But even suppose Mr. Webster, in the decline of his life, intoxicated by
his magnificent position or led astray by ambition, made serious
political errors. What then? All great men have made errors, both in
judgment and in morals,--Caesar, when he crossed the Rubicon;
Theodosius, when he slaughtered the citizens of Thessalonica; Luther,
when he quarrelled with Zwingli; Henry IV., when he stooped at Canossa;
Elizabeth, when she executed Mary Stuart; Cromwell, when he bequeathed
absolute power to his son; Bacon, when he took bribes; Napoleon, when he
divorced Josephine; Hamilton, when he fought Burr. The sun itself passes
through eclipses, as it gives light to the bodies which revolve around
it. Even David and Peter stumbled. Because Webster professed to know as
much of the interests of the country as the shoemakers of Lynn, and
refused to be instructed in his political duties by Garrison and Wendell
Phillips, does he deserve eternal reprobation? Because he opposed the
public sentiments of his constituents on one point, when perhaps they
were right, is he to be hurled from his lofty pedestal?
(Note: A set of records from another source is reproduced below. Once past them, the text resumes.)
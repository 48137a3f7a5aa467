//! End-to-end checks of generation, spawning, AI and direct combat.
use std::sync::Arc;

use game_core::combat::resolve_direct;
use game_core::map::{Terrain, TileGrid};
use game_core::npc::level_range;
use game_core::{
    AnimationState, DungeonInstance, GameRng, InstanceId, NpcEntity, NpcId, NpcSpawner, PlayerId,
    Ruleset, Target, Vec2, tick_npcs,
};

fn open_grid(size: usize) -> TileGrid {
    let rows: Vec<String> = (0..size).map(|_| ".".repeat(size)).collect();
    let rows: Vec<&str> = rows.iter().map(String::as_str).collect();
    TileGrid::from_ascii(&rows)
}

#[test]
fn default_world_generates_a_playable_first_floor() {
    for seed in 0..50 {
        let (instance, report) = DungeonInstance::generate(
            InstanceId(seed),
            1,
            2000,
            2000,
            50,
            Arc::new(Ruleset::default()),
            seed,
        )
        .unwrap();

        assert_eq!((instance.grid().width(), instance.grid().height()), (40, 40));
        assert!(instance.rooms().len() <= 15);
        assert!(instance.is_walkable(instance.spawn().position));
        assert!(instance.is_walkable(instance.ladder().position));
        assert_ne!(instance.spawn().tile, instance.ladder().tile);
        assert!((8..=15).contains(&report.requested_rooms));

        // floor 1 spawns levels 1..=4, all below the evolution threshold
        for npc in instance.npcs() {
            assert!((1..=4).contains(&npc.level));
            assert_eq!(npc.species, "zubat");
        }
    }
}

#[test]
fn species_switches_at_level_twenty_two() {
    assert_eq!(level_range(10), (10, 22));

    let rules = Ruleset::default();
    let catalog = &rules.catalog;
    assert_eq!(catalog.species_for_level(21).unwrap().name, "zubat");
    assert_eq!(catalog.species_for_level(22).unwrap().name, "golbat");

    let spawner = NpcSpawner::new(&rules, 50);
    let mut rng = GameRng::new(10);
    let npc = spawner
        .spawn_at_level(NpcId(0), 25, Vec2::new(200.0, 200.0), &mut rng)
        .unwrap();
    assert_eq!(npc.species, "golbat");
    assert_eq!(npc.level, 25);

    let npc = spawner
        .spawn_at_level(NpcId(1), 21, Vec2::new(200.0, 200.0), &mut rng)
        .unwrap();
    assert_eq!(npc.species, "zubat");
}

#[test]
fn npc_in_range_closes_distance_along_the_y_axis() {
    let rules = Ruleset::default();
    let grid = open_grid(10);
    let player = PlayerId::new("alice");
    let combatant = rules.combatant("pikachu", 5);
    let targets = [Target {
        player: &player,
        position: Vec2::new(100.0, 100.0),
        hp_ratio: 1.0,
        combatant: &combatant,
    }];
    let mut npcs = vec![NpcEntity::new(NpcId(0), "zubat", 5, 40, Vec2::new(100.0, 140.0))];

    tick_npcs(&mut npcs, &targets, Terrain::new(&grid, 50), &rules, &mut GameRng::new(1));

    assert_eq!(npcs[0].position, Vec2::new(100.0, 138.0));
    assert_eq!(npcs[0].animation, AnimationState::Walk);
}

#[test]
fn lethal_direct_attack_removes_the_npc() {
    let mut npcs = vec![
        NpcEntity::new(NpcId(0), "zubat", 5, 30, Vec2::new(100.0, 140.0)),
        NpcEntity::new(NpcId(1), "zubat", 5, 30, Vec2::new(300.0, 300.0)),
    ];

    let affected = resolve_direct(&mut npcs, Vec2::new(100.0, 100.0), 50.0, 40);

    assert_eq!(affected.len(), 1);
    assert_eq!(affected[0].id, NpcId(0));
    assert_eq!(affected[0].damage, 40);
    assert_eq!(affected[0].current_hp, 0);
    assert_eq!(npcs.len(), 1);
    assert_eq!(npcs[0].id, NpcId(1));
}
Are all his
services to be forgotten because he did not lift up his trumpet voice in
favor of immediate emancipation? And even suppose he sought to
conciliate the South when the South was preparing for rebellion,--is
peace-making such a dreadful thing? Go still farther: suppose he wished
to conciliate the South in order to get Southern support for the
presidency--which I grant he wanted, and possibly sought,--is he to be
unforgiven, and his name to be blasted, and he held up to the rising
generation as a fallen man? Does a man fall hopelessly because he
stumbles? Is a man to be dethroned because he is not perfect? When was
Webster's vote ever bought and sold? Who ever sat with more dignity in
the councils of the nation? Would he have voted for "back pay"? Would he
have bought a seat in the Senate, even if he had been as rich as a
bonanza king?

Consider how few errors Webster really committed in a public career of
nearly forty years. Consider the beneficence and wisdom of the measures
which he generally advocated, and which would have been lost but for
his eloquence and power. Consider the greatness and lustre of his
congressional career on the whole. Who has proved a greater benefactor
to this nation, on the floor of Congress, than he? I do not wish to
eulogize, still less to whitewash, so great a man, but only to render
simple justice to his memory and deeds. The time has come to lift the
veil which for thirty years has concealed his noble political services.
The time has come to cry shame on those boys who mocked a prophet, and
said, "Go up, thou bald-head!"--although no bears were found to devour
them. The time has come for this nation to bury the old slanders of an
exciting political warfare, and render thanks for the services performed
by the greatest intellectual giant of the past generation,--services
rendered not on the floor of the Senate alone, not in the national
legislature for thirty years, but in one of the great offices of State,
when he made a treaty with England which saved us from an entangling
war. The Ashburton treaty is the brightest gem in the coronet with which
he should be crowned. It was the proudest day in Webster's life when
Rufus Choate announced to him one evening that the Senate had confirmed
the treaty. It was not when he closed his magnificent argument in behalf
of Dartmouth College, not when he addressed the intelligence of New
England at Bunker Hill, not when he demolished Governor Hayne, not when
he sat on the woolsack with Lord Brougham, not when he was entertained
by Louis Philippe, that the proudest emotions swelled in his bosom, but
when he learned that he had prevented a war with England,--for he knew
that England and America could not afford to fight; that it would be a
fight where gain is loss and glory is shame.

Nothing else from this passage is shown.